From that day forward the names of Mary and Ernest Anstruther never passed the lips of Lord Doncaster or the Abbe, who ordered the servants also to abstain from ever mentioning them, which only piqued the curiosity of the second table into greater activity than ever; but though many vague conjectures, dark suspicions, and absurd rumours, were promulgated throughout the establishment, nothing certain could be ascertained, except that they returned no more to Kilmarnock Abbey, and that a final extinguisher had been placed on all their prospects and hopes from Lord Doncaster.

About this time Mrs.
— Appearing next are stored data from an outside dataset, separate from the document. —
//! Button/page configuration store
//!
//! Owns the keyed page mapping persisted in `config.json`, including the
//! one-time migration from the legacy list-based layout, self-healing
//! defaults and the page add/delete/renumber operations. Non-page top-level
//! keys (audio settings, hardware monitor selection) ride along untouched.

use std::collections::BTreeMap;
use std::fmt;
use std::fs;
use std::path::PathBuf;

use anyhow::{Context, Result};
use serde_json::{Map, Value};
use tracing::{error, info, warn};

use crate::constants::deck::{BUTTONS_PER_PAGE, BUTTON_PREFIX, MAX_PAGES, PAGE_PREFIX};
use crate::types::ButtonDef;

/// One page of button slots (1..=12). Slots without a stored definition
/// are simply absent from the map.
#[derive(Debug, Clone, PartialEq, Default)]
pub struct Page {
    pub buttons: BTreeMap<u32, ButtonDef>,
}

/// In-memory form of the whole deck configuration.
#[derive(Debug, Clone, PartialEq, Default)]
pub struct DeckConfig {
    /// Page index (1-based) -> page contents
    pub pages: BTreeMap<u32, Page>,
    /// Non-page top-level entries, preserved verbatim across load/save
    pub extra: Map<String, Value>,
}

/// Rejected page/button operations, surfaced to the user as-is.
#[derive(Debug, Clone, Copy, PartialEq, Eq)]
pub enum PageError {
    /// Deleting the only remaining page is forbidden
    LastPage,
    /// The page cap has been reached
    PageLimit,
    /// No page with the given index exists
    NoSuchPage,
    /// Button slot outside 1..=12
    NoSuchSlot,
}

impl fmt::Display for PageError {
    fn fmt(&self, f: &mut fmt::Formatter<'_>) -> fmt::Result {
        match self {
            PageError::LastPage => write!(f, "cannot delete the last remaining page"),
            PageError::PageLimit => write!(f, "page limit of {MAX_PAGES} reached"),
            PageError::NoSuchPage => write!(f, "no such page"),
            PageError::NoSuchSlot => {
                write!(f, "button slot must be between 1 and {BUTTONS_PER_PAGE}")
            }
        }
    }
}

impl std::error::Error for PageError {}

/// Build the stable string key for a page index
pub fn page_key(index: u32) -> String {
    format!("{PAGE_PREFIX}{index}")
}

/// Build the stable string key for a button slot
pub fn button_key(slot: u32) -> String {
    format!("{BUTTON_PREFIX}{slot}")
}

fn parse_page_key(key: &str) -> Option<u32> {
    key.strip_prefix(PAGE_PREFIX)?.parse().ok()
}

fn parse_button_key(key: &str) -> Option<u32> {
    key.strip_prefix(BUTTON_PREFIX)?.parse().ok()
}

impl DeckConfig {
    /// The synthesized first-run configuration: one empty page
    pub fn default_deck() -> Self {
        let mut pages = BTreeMap::new();
        pages.insert(1, Page::default());
        Self {
            pages,
            extra: Map::new(),
        }
    }

    /// Ordered page keys ("page_1", "page_2", ...) for the sequencer
    pub fn page_keys(&self) -> Vec<String> {
        self.pages.keys().map(|&i| page_key(i)).collect()
    }

    pub fn page_count(&self) -> usize {
        self.pages.len()
    }

    pub fn page(&self, index: u32) -> Option<&Page> {
        self.pages.get(&index)
    }

    /// Look up a page by its string key
    pub fn page_by_key(&self, key: &str) -> Option<&Page> {
        self.pages.get(&parse_page_key(key)?)
    }

    /// Stored definition for a button slot on a page
    pub fn button(&self, page_key: &str, slot: u32) -> Option<&ButtonDef> {
        self.page_by_key(page_key)?.buttons.get(&slot)
    }

    /// Add a new empty page after the highest existing index.
    /// Returns the new page's index.
    pub fn add_page(&mut self) -> Result<u32, PageError> {
        if self.pages.len() >= MAX_PAGES {
            return Err(PageError::PageLimit);
        }
        let next = self.pages.keys().next_back().map_or(1, |&last| last + 1);
        self.pages.insert(next, Page::default());
        Ok(next)
    }

    /// Delete a page and renumber the following pages so keys stay
    /// contiguous starting at 1.
    pub fn delete_page(&mut self, index: u32) -> Result<(), PageError> {
        if !self.pages.contains_key(&index) {
            return Err(PageError::NoSuchPage);
        }
        if self.pages.len() <= 1 {
            return Err(PageError::LastPage);
        }
        self.pages.remove(&index);
        let remaining = std::mem::take(&mut self.pages);
        for (new_index, (_, page)) in (1u32..).zip(remaining) {
            self.pages.insert(new_index, page);
        }
        Ok(())
    }

    /// Store a button definition in a slot
    pub fn set_button(&mut self, index: u32, slot: u32, def: ButtonDef) -> Result<(), PageError> {
        if slot < 1 || slot > BUTTONS_PER_PAGE {
            return Err(PageError::NoSuchSlot);
        }
        let page = self.pages.get_mut(&index).ok_or(PageError::NoSuchPage)?;
        page.buttons.insert(slot, def);
        Ok(())
    }

    /// Reset a slot to the empty definition (default font, no action)
    pub fn clear_button(&mut self, index: u32, slot: u32) -> Result<(), PageError> {
        self.set_button(index, slot, ButtonDef::cleared())
    }
}

/// File-backed store for the deck configuration.
pub struct ConfigStore {
    path: PathBuf,
}

impl ConfigStore {
    /// Store rooted at the given config directory
    pub fn new(config_dir: &std::path::Path) -> Self {
        Self {
            path: config_dir.join(crate::constants::config::DECK_FILE),
        }
    }

    pub fn path(&self) -> &std::path::Path {
        &self.path
    }

    /// Read the persisted configuration.
    ///
    /// Absent or malformed files yield the default single-page deck, which
    /// is immediately written back. A legacy `{"pages": [...]}` layout is
    /// migrated to keyed pages and rewritten once.
    pub fn load(&self) -> DeckConfig {
        let contents = match fs::read_to_string(&self.path) {
            Ok(contents) => contents,
            Err(_) => {
                info!(path = %self.path.display(), "No deck config found, creating default");
                let config = DeckConfig::default_deck();
                self.save(&config);
                return config;
            }
        };

        let mut root = match serde_json::from_str::<Value>(&contents) {
            Ok(Value::Object(map)) => map,
            Ok(_) => {
                error!(path = %self.path.display(), "Deck config is not a JSON object, using default");
                let config = DeckConfig::default_deck();
                self.save(&config);
                return config;
            }
            Err(e) => {
                error!(path = %self.path.display(), error = %e, "Failed to parse deck config, using default");
                let config = DeckConfig::default_deck();
                self.save(&config);
                return config;
            }
        };

        // One-time migration from the legacy list-based layout
        let mut dirty = false;
        if let Some(Value::Array(legacy_pages)) = root.remove("pages") {
            info!(
                count = legacy_pages.len(),
                "Legacy page list detected, migrating to keyed pages"
            );
            for (i, page_body) in legacy_pages.into_iter().enumerate() {
                root.insert(page_key(i as u32 + 1), page_body);
            }
            dirty = true;
        }

        let mut config = Self::from_value(root);

        // Guarantee at least one page after migration or a stripped file
        if config.pages.is_empty() {
            warn!("Deck config holds no pages, synthesizing page_1");
            config.pages.insert(1, Page::default());
            dirty = true;
        }

        if dirty {
            self.save(&config);
        }
        config
    }

    fn from_value(root: Map<String, Value>) -> DeckConfig {
        let mut config = DeckConfig::default();
        for (key, value) in root {
            let Some(index) = parse_page_key(&key) else {
                config.extra.insert(key, value);
                continue;
            };
            let Value::Object(body) = value else {
                warn!(page = %key, "Page body is not an object, treating as empty");
                config.pages.insert(index, Page::default());
                continue;
            };
            let mut page = Page::default();
            for (button_name, button_value) in body {
                let Some(slot) = parse_button_key(&button_name) else {
                    warn!(page = %key, entry = %button_name, "Unrecognized page entry, skipping");
                    continue;
                };
                if slot < 1 || slot > BUTTONS_PER_PAGE {
                    warn!(page = %key, slot = slot, "Button slot out of range, skipping");
                    continue;
                }
                match serde_json::from_value::<ButtonDef>(button_value) {
                    Ok(def) => {
                        page.buttons.insert(slot, def);
                    }
                    Err(e) => {
                        warn!(page = %key, slot = slot, error = %e, "Malformed button entry, skipping");
                    }
                }
            }
            config.pages.insert(index, page);
        }
        config
    }

    fn to_value(config: &DeckConfig) -> Map<String, Value> {
        let mut root = Map::new();
        for (&index, page) in &config.pages {
            let mut body = Map::new();
            for (&slot, def) in &page.buttons {
                // Wire types serialize infallibly
                body.insert(
                    button_key(slot),
                    serde_json::to_value(def).unwrap_or(Value::Null),
                );
            }
            root.insert(page_key(index), Value::Object(body));
        }
        for (key, value) in &config.extra {
            root.insert(key.clone(), value.clone());
        }
        root
    }

    /// Serialize the full mapping. I/O failure is logged; the in-memory
    /// state stays the caller's responsibility.
    pub fn save(&self, config: &DeckConfig) {
        if let Err(e) = self.try_save(config) {
            error!(path = %self.path.display(), error = %e, "Failed to save deck config");
        }
    }

    fn try_save(&self, config: &DeckConfig) -> Result<()> {
        if let Some(parent) = self.path.parent() {
            fs::create_dir_all(parent)
                .with_context(|| format!("Failed to create config directory {parent:?}"))?;
        }
        let json = serde_json::to_string_pretty(&Value::Object(Self::to_value(config)))
            .context("Failed to serialize deck config")?;
        fs::write(&self.path, json)
            .with_context(|| format!("Failed to write deck config to {:?}", self.path))?;
        Ok(())
    }
}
Bridget Smytheson sent Miss Howard, then only six years old, to school, and seemed so little anxious to encourage an intimacy between the young heiress and Louis De Crespigny, whom she had long disliked, that Lord Doncaster, piqued and indignant, angrily reminded her of his sister Lady Caroline's dying injunction, to which she had promised implicit attention, that if the cousins, after they were grown up, could be ascertained to have to have a disinterested preference for each other, every opportunity should be given them to become attached and engaged.

"Certainly, Lord Doncaster; and I shall fulfil my pledge," replied the over-dressed, and rather under-bred aunt, in her usual tone of fantastic affectation; "but these boy-and-girl intimacies are not the most likely to produce that romantic love with which young people ought to begin their married lives; and besides, how could their preference be disinterested, where the brilliant prospects of both are continually descanted on as motives to their union. No! I have a considerable spice of romance in my composition; and when they do meet again, it shall be under very different circumstances."

"What a creature to have the charge of any girl!" thought Lord Doncaster, as he returned from handing her, with every appearance of profound respect, into her pony-carriage. "There is another woman half so insane out of bedlam; and that mad-cap child herself is as wild as a horse with the reins broke. The greatest annoyance on earth is, to have a rich and vulgar upstart among on's near connections."